The union, the Cockpit Association, had ordered more than 4,000 pilots off the job from Monday to Thursday in the biggest strike ever to hit the airways in Germany, but has now aborted the strike after only one day.
It appealed to strikers to go back to work Tuesday, but a Lufthansa spokeswoman said it would be hard to resume operations so quickly. “It’s obvious we won’t have normal flights straight away,” she said.
Lufthansa had applied to a Frankfurt labour court for an injunction to halt the “excessive” strike. The union agreed in front of the judge to ease the dispute, allowing normal Lufthansa flights to take off Tuesday.
Judge Silke Kohlschitter went straight to an issue at the heart of the dispute: Union attempts to stop a Milan-based subsidiary, Lufthansa Italia, taking over routes from the parent company.
The Milan company pays pilots less. Cockpit had demanded a labour contract prescribing millions of euros in penalties if a single Lufthansa Italia flight breached the accord. In court it dropped the demand.
The judge said both sides should discuss pay and work conditions only.
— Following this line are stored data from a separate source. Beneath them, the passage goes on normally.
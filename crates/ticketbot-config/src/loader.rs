//! Configuration loading utilities

use crate::schema::Config;
use crate::validator::ConfigValidator;
use std::env;
use std::path::{Path, PathBuf};
use thiserror::Error;
use ticketbot_common::{GuildId, TicketbotError};
use ticketbot_i18n::Locale;
use tracing::{debug, info};

/// Environment variable naming the configuration file.
pub const CONFIG_PATH_VAR: &str = "TICKETBOT_CONFIG_PATH";

/// Configuration loading errors
#[derive(Debug, Error)]
pub enum ConfigError {
    /// I/O error when reading configuration file
    #[error("Failed to read configuration file {path}: {source}")]
    Io {
        /// File that could not be read
        path: PathBuf,
        /// Underlying error
        #[source]
        source: std::io::Error,
    },

    /// YAML parsing error
    #[error("Failed to parse YAML configuration: {0}")]
    Parse(#[from] serde_yaml::Error),

    /// Environment variable parsing error
    #[error("Failed to parse environment variable '{var}': {message}")]
    EnvParse {
        /// Variable name
        var: &'static str,
        /// What was wrong with its value
        message: String,
    },

    /// Configuration validation error
    #[error("Configuration validation failed: {}", .0.join("; "))]
    Validation(Vec<String>),
}

impl From<ConfigError> for TicketbotError {
    fn from(err: ConfigError) -> Self {
        Self::config_with_source("Configuration could not be loaded", err)
    }
}

/// Configuration loader for the application
pub struct ConfigLoader;

impl ConfigLoader {
    /// Load configuration from `TICKETBOT_CONFIG_PATH`, `config.yaml` or
    /// `config.yml`, falling back to defaults; environment overrides apply in
    /// every case.
    pub fn load() -> Result<Config, ConfigError> {
        match Self::discover(env::var(CONFIG_PATH_VAR).ok()) {
            Some(path) => Self::load_from_file(path),
            None => {
                info!("No configuration file found, using defaults");
                Self::finish(Config::default(), |name| env::var(name).ok())
            }
        }
    }

    /// Load configuration from a YAML file with environment variable overrides
    pub fn load_from_file<P: AsRef<Path>>(path: P) -> Result<Config, ConfigError> {
        let path = path.as_ref();
        let content = std::fs::read_to_string(path).map_err(|source| ConfigError::Io {
            path: path.to_path_buf(),
            source,
        })?;

        info!("Loading configuration from {}", path.display());
        Self::from_yaml_str(&content, |name| env::var(name).ok())
    }

    /// Parse YAML, apply overrides from `lookup` and validate.
    pub fn from_yaml_str<F>(content: &str, lookup: F) -> Result<Config, ConfigError>
    where
        F: Fn(&str) -> Option<String>,
    {
        let config: Config = serde_yaml::from_str(content)?;
        Self::finish(config, lookup)
    }

    fn finish<F>(mut config: Config, lookup: F) -> Result<Config, ConfigError>
    where
        F: Fn(&str) -> Option<String>,
    {
        Self::apply_overrides(&mut config, lookup)?;
        ConfigValidator::validate(&config)?;
        debug!(?config, "Configuration loaded");
        Ok(config)
    }

    fn discover(explicit: Option<String>) -> Option<PathBuf> {
        if let Some(path) = explicit {
            return Some(PathBuf::from(path));
        }
        ["config.yaml", "config.yml"]
            .into_iter()
            .map(PathBuf::from)
            .find(|path| path.exists())
    }

    fn apply_overrides<F>(config: &mut Config, lookup: F) -> Result<(), ConfigError>
    where
        F: Fn(&str) -> Option<String>,
    {
        if let Some(token) = lookup("DISCORD_TOKEN") {
            config.discord.token = token;
        }

        if let Some(guild) = lookup("TICKETBOT_GUILD_ID") {
            let id = guild.trim().parse().map_err(|e| ConfigError::EnvParse {
                var: "TICKETBOT_GUILD_ID",
                message: format!("{e}"),
            })?;
            config.discord.guild_id = Some(GuildId(id));
        }

        if let Some(path) = lookup("TICKETBOT_COOLDOWN_SNAPSHOT") {
            config.cooldown.snapshot_path = if path.trim().is_empty() {
                None
            } else {
                Some(PathBuf::from(path))
            };
        }

        if let Some(code) = lookup("TICKETBOT_LOCALE") {
            config.cooldown.locale =
                Locale::from_code(code.trim()).ok_or_else(|| ConfigError::EnvParse {
                    var: "TICKETBOT_LOCALE",
                    message: format!("unsupported locale '{code}'"),
                })?;
        }

        if let Some(level) = lookup("LOG_LEVEL") {
            config.logging.level = level;
        }

        Ok(())
    }
}

#[cfg(test)]
mod tests {
    use super::*;
    use std::collections::HashMap;

    fn env_of(pairs: &[(&str, &str)]) -> impl Fn(&str) -> Option<String> {
        let vars: HashMap<String, String> = pairs
            .iter()
            .map(|(k, v)| ((*k).to_string(), (*v).to_string()))
            .collect();
        move |name: &str| vars.get(name).cloned()
    }

    #[test]
    fn test_overrides_win_over_file() {
        let yaml = "discord:\n  token: from_file\ncooldown:\n  locale: en-US\n";
        let config = ConfigLoader::from_yaml_str(
            yaml,
            env_of(&[
                ("DISCORD_TOKEN", "from_env"),
                ("TICKETBOT_GUILD_ID", "42"),
                ("TICKETBOT_LOCALE", "pt"),
                ("LOG_LEVEL", "debug"),
            ]),
        )
        .unwrap();

        assert_eq!(config.discord.token, "from_env");
        assert_eq!(config.discord.guild_id, Some(GuildId(42)));
        assert_eq!(config.cooldown.locale, Locale::Portuguese);
        assert_eq!(config.logging.level, "debug");
    }

    #[test]
    fn test_empty_snapshot_override_disables_persistence() {
        let config = ConfigLoader::from_yaml_str(
            "discord:\n  token: t\n",
            env_of(&[("TICKETBOT_COOLDOWN_SNAPSHOT", "")]),
        )
        .unwrap();
        assert_eq!(config.cooldown.snapshot_path, None);
    }

    #[test]
    fn test_bad_env_values() {
        let err = ConfigLoader::from_yaml_str(
            "discord:\n  token: t\n",
            env_of(&[("TICKETBOT_GUILD_ID", "not-a-number")]),
        )
        .unwrap_err();
        assert!(matches!(err, ConfigError::EnvParse { var: "TICKETBOT_GUILD_ID", .. }));

        let err = ConfigLoader::from_yaml_str(
            "discord:\n  token: t\n",
            env_of(&[("TICKETBOT_LOCALE", "fr-FR")]),
        )
        .unwrap_err();
        assert!(err.to_string().contains("fr-FR"));
    }

    #[test]
    fn test_missing_token_fails_validation() {
        let err = ConfigLoader::from_yaml_str("{}", env_of(&[])).unwrap_err();
        assert!(matches!(err, ConfigError::Validation(_)));
    }

    #[test]
    fn test_explicit_path_wins_discovery() {
        assert_eq!(
            ConfigLoader::discover(Some("/etc/ticketbot.yaml".to_string())),
            Some(PathBuf::from("/etc/ticketbot.yaml"))
        );
    }

    #[test]
    fn test_converts_to_common_error() {
        let err: TicketbotError = ConfigError::Validation(vec!["x".to_string()]).into();
        assert!(matches!(err, TicketbotError::Config { .. }));
    }
}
Thomas von Sturm, the chief union negotiator, said, “This is our way of getting the talks going again”.
The strike halved the number of Lufthansa passenger and freight takeoffs as well as flights by the group’s budget arm, Germanwings.
Lufthansa summoned ex-pilots out of management and non-union pilots to fly its jets, while Cockpit members picketed the company headquarters. But the company said it would have to cancel 3,200 scheduled flights if the strike continued Thursday.
DFS, the German air traffic control agency, said it counted 1,014 Lufthansa flights through German airspace in the first 16 hours of Monday. Two weeks earlier, Lufthansa flew 1,947 flights in such a period.
Other Lufthansa subsidiaries such as Swiss, Austrian Airlines, Brussels Airlines, British Midland, Eurowings, Air Dolomiti and Lufthansa Italia were not hampered by the strike.